Print exactly the lines below between the line holding "async fn tombstone_decodes_to_none()" and the line holding "use crate::resolver::SubjectLookup;", inclusive, and nothing more.

Data records START

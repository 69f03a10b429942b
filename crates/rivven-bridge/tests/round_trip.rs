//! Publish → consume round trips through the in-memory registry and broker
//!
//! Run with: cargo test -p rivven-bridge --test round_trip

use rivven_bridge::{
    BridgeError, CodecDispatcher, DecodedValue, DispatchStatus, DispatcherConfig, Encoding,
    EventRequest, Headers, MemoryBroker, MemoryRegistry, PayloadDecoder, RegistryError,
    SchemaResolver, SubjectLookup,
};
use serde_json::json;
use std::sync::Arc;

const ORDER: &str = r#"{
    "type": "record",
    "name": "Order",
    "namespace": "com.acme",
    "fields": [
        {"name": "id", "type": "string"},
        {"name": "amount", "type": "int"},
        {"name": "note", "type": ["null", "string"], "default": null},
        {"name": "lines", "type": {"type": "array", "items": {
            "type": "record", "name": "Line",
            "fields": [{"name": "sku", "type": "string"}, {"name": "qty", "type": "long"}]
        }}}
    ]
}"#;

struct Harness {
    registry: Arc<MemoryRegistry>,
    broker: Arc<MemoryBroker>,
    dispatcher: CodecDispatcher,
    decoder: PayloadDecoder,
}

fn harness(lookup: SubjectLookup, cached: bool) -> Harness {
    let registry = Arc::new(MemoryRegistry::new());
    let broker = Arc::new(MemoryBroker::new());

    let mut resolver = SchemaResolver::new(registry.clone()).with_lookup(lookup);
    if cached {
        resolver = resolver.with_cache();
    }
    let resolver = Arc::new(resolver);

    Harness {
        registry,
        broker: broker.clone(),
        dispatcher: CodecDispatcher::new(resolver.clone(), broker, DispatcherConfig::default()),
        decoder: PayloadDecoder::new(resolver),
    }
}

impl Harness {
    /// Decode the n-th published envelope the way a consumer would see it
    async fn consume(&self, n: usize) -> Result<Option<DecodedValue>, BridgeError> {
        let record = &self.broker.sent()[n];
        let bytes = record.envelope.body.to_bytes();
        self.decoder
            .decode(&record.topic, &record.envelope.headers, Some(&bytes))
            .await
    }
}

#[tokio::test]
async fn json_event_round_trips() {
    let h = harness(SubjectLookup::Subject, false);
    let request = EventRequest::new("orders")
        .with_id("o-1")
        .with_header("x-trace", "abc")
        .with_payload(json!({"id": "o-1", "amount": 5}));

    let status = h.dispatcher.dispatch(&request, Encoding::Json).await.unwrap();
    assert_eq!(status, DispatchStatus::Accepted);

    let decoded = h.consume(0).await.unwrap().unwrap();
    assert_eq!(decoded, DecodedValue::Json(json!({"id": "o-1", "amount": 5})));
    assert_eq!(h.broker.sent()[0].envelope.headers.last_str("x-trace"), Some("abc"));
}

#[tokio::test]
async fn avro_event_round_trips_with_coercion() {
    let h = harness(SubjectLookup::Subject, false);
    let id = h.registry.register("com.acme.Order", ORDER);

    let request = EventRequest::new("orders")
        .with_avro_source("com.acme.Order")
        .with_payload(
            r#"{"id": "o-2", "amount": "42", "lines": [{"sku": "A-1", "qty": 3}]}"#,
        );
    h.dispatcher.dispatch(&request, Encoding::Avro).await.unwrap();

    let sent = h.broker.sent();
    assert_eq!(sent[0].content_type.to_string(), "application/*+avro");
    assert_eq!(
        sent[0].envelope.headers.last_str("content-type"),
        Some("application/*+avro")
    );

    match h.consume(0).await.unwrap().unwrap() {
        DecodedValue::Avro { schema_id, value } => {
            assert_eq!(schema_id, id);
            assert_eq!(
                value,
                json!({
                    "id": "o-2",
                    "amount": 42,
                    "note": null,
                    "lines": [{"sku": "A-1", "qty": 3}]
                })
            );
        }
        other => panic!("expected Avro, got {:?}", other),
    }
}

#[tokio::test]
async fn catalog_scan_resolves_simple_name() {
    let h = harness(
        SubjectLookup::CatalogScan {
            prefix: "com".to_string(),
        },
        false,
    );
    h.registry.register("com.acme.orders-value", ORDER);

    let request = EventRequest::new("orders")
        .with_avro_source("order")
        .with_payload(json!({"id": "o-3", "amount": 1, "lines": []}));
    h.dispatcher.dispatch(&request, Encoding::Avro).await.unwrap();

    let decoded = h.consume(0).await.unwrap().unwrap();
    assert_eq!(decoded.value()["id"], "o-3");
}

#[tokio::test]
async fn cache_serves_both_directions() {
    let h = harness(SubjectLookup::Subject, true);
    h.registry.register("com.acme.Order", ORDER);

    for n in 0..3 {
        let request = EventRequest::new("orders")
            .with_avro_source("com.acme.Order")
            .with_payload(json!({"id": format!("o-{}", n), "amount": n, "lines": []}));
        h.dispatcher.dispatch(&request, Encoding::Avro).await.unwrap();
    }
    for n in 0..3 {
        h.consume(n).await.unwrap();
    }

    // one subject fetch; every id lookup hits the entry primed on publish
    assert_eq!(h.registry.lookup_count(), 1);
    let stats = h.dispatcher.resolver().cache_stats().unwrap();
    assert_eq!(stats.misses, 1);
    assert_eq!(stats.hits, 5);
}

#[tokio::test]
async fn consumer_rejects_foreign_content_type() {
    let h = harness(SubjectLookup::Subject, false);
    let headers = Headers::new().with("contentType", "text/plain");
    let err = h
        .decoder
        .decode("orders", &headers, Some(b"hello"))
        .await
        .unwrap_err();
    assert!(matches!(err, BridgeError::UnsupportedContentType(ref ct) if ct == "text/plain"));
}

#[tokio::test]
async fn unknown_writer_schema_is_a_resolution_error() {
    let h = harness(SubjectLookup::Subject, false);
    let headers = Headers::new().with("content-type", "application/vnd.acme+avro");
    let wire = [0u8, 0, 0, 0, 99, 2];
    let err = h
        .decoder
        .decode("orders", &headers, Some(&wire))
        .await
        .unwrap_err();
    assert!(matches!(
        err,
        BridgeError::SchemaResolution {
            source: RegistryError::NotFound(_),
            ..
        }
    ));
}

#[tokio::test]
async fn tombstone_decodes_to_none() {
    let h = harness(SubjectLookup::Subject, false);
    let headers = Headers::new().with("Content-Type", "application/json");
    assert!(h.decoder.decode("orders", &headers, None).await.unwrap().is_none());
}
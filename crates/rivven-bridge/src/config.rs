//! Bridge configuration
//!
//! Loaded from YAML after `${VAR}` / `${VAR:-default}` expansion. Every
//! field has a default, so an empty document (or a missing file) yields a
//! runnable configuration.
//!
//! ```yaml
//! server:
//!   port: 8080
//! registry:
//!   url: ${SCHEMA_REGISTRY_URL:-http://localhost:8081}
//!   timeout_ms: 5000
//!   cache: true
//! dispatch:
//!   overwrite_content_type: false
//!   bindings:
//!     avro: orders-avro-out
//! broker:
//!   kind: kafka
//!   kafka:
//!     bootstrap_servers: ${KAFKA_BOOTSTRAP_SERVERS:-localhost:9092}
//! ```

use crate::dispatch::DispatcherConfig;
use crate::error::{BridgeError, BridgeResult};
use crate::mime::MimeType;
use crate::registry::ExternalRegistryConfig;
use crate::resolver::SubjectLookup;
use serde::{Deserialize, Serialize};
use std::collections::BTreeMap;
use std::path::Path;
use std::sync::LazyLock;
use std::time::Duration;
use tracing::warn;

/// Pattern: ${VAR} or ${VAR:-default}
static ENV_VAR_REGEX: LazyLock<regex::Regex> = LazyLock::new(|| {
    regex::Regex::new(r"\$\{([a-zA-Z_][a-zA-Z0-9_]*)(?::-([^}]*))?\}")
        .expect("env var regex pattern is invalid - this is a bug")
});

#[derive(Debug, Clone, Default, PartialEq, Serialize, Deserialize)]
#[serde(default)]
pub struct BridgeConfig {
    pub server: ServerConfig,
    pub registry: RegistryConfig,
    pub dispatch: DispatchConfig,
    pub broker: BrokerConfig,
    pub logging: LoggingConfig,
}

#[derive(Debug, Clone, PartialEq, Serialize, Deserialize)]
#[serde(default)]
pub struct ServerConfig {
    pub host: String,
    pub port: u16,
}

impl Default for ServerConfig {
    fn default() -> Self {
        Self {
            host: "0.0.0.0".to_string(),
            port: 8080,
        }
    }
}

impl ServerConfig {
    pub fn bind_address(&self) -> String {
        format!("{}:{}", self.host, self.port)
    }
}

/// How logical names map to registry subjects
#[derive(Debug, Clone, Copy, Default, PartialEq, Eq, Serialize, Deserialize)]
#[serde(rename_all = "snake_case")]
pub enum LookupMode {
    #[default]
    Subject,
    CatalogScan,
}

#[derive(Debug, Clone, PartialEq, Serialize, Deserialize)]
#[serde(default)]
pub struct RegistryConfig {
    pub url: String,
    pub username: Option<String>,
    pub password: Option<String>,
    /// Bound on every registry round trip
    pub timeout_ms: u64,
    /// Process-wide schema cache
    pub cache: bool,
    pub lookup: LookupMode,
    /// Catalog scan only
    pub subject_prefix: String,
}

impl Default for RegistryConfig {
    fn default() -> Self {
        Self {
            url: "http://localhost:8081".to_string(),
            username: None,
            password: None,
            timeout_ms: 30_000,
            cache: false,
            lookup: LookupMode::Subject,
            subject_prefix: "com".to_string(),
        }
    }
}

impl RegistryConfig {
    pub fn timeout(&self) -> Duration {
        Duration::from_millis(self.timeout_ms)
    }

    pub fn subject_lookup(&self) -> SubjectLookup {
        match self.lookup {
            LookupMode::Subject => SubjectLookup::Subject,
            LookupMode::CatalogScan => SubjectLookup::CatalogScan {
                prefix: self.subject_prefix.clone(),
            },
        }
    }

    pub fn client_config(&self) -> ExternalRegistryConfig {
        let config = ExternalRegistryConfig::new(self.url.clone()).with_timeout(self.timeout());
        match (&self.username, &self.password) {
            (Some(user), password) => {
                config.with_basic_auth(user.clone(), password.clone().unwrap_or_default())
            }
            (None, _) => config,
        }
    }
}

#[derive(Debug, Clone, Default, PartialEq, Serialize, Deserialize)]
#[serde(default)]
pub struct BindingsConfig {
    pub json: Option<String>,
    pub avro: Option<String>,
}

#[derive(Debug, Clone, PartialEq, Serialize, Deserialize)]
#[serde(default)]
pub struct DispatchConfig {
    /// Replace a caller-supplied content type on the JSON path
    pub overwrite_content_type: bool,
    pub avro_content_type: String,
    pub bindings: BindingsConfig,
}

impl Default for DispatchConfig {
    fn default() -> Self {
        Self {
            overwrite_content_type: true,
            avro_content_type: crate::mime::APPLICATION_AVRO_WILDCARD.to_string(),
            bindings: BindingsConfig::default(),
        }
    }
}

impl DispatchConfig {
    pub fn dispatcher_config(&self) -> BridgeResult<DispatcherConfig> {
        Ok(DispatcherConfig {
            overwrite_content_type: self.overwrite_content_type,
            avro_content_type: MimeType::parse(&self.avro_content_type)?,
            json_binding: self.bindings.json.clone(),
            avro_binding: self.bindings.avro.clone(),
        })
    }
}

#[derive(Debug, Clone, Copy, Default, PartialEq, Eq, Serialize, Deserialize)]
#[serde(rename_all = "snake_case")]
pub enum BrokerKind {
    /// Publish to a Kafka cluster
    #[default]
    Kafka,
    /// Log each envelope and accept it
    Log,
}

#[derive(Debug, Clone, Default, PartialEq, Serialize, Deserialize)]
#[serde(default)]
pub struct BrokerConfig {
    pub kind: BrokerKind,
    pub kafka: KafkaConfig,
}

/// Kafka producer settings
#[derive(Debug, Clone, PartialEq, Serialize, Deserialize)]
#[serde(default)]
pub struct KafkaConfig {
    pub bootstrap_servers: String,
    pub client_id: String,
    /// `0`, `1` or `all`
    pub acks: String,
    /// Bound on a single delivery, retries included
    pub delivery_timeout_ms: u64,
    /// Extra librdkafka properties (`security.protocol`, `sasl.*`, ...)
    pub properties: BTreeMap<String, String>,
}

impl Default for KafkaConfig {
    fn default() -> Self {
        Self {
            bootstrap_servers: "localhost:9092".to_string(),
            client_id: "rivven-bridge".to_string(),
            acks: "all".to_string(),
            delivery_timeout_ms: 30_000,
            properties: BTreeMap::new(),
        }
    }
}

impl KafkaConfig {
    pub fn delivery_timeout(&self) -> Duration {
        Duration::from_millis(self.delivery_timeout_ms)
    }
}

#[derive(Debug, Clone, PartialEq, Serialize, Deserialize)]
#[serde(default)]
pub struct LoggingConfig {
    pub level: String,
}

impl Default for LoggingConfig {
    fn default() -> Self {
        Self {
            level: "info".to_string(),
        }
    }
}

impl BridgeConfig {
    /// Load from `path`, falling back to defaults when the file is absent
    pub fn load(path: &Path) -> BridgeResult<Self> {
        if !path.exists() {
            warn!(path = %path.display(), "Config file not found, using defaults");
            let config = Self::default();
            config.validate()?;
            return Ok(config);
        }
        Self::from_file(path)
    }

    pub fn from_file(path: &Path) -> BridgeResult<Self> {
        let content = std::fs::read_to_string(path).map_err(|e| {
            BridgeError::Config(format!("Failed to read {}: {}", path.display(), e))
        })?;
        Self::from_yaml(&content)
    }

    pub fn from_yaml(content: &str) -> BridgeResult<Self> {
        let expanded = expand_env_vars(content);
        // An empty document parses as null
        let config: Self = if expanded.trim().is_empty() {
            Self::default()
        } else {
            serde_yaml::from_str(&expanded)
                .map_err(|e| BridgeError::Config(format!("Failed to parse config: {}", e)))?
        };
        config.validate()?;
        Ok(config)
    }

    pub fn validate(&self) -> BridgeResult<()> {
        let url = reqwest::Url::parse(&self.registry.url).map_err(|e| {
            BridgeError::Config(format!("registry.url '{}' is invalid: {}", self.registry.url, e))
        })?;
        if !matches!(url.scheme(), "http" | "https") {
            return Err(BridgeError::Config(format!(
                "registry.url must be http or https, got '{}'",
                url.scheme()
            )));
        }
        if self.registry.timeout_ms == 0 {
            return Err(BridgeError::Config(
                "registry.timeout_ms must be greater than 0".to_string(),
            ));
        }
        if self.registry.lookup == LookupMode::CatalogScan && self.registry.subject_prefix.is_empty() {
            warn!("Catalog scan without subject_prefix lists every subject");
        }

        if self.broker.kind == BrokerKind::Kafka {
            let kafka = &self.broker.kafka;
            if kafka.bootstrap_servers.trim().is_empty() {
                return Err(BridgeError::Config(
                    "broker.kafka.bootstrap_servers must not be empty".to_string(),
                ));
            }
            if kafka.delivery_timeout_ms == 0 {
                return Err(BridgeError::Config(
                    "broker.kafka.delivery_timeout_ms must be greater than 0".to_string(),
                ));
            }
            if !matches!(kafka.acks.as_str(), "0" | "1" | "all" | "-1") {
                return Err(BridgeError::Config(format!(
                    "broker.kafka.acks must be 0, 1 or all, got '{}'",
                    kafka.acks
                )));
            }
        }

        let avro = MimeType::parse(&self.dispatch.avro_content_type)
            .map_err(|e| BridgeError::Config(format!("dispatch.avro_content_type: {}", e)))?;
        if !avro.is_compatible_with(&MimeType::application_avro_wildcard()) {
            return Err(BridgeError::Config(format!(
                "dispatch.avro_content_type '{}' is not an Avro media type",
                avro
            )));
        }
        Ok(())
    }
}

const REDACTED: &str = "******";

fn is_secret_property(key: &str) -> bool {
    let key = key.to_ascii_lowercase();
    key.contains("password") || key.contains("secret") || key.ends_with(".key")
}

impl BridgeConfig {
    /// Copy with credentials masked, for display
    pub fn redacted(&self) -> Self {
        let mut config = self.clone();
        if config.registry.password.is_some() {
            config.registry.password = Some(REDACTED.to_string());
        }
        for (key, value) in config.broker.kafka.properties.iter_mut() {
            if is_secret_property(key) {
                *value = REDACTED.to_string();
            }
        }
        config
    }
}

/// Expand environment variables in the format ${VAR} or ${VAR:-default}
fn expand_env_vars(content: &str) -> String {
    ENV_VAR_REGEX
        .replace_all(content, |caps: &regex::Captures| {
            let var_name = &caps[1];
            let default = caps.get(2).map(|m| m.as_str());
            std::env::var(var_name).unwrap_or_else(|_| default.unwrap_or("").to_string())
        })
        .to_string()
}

Data records END

Answer section:
async fn tombstone_decodes_to_none() {
    let h = harness(SubjectLookup::Subject, false);
    let headers = Headers::new().with("Content-Type", "application/json");
    assert!(h.decoder.decode("orders", &headers, None).await.unwrap().is_none());
}
filename crates/rivven-bridge/src/config.rs
//! Bridge configuration
//!
//! Loaded from YAML after `${VAR}` / `${VAR:-default}` expansion. Every
//! field has a default, so an empty document (or a missing file) yields a
//! runnable configuration.
//!
//! ```yaml
//! server:
//!   port: 8080
//! registry:
//!   url: ${SCHEMA_REGISTRY_URL:-http://localhost:8081}
//!   timeout_ms: 5000
//!   cache: true
//! dispatch:
//!   overwrite_content_type: false
//!   bindings:
//!     avro: orders-avro-out
//! broker:
//!   kind: kafka
//!   kafka:
//!     bootstrap_servers: ${KAFKA_BOOTSTRAP_SERVERS:-localhost:9092}
//! ```

use crate::dispatch::DispatcherConfig;
use crate::error::{BridgeError, BridgeResult};
use crate::mime::MimeType;
use crate::registry::ExternalRegistryConfig;
use crate::resolver::SubjectLookup;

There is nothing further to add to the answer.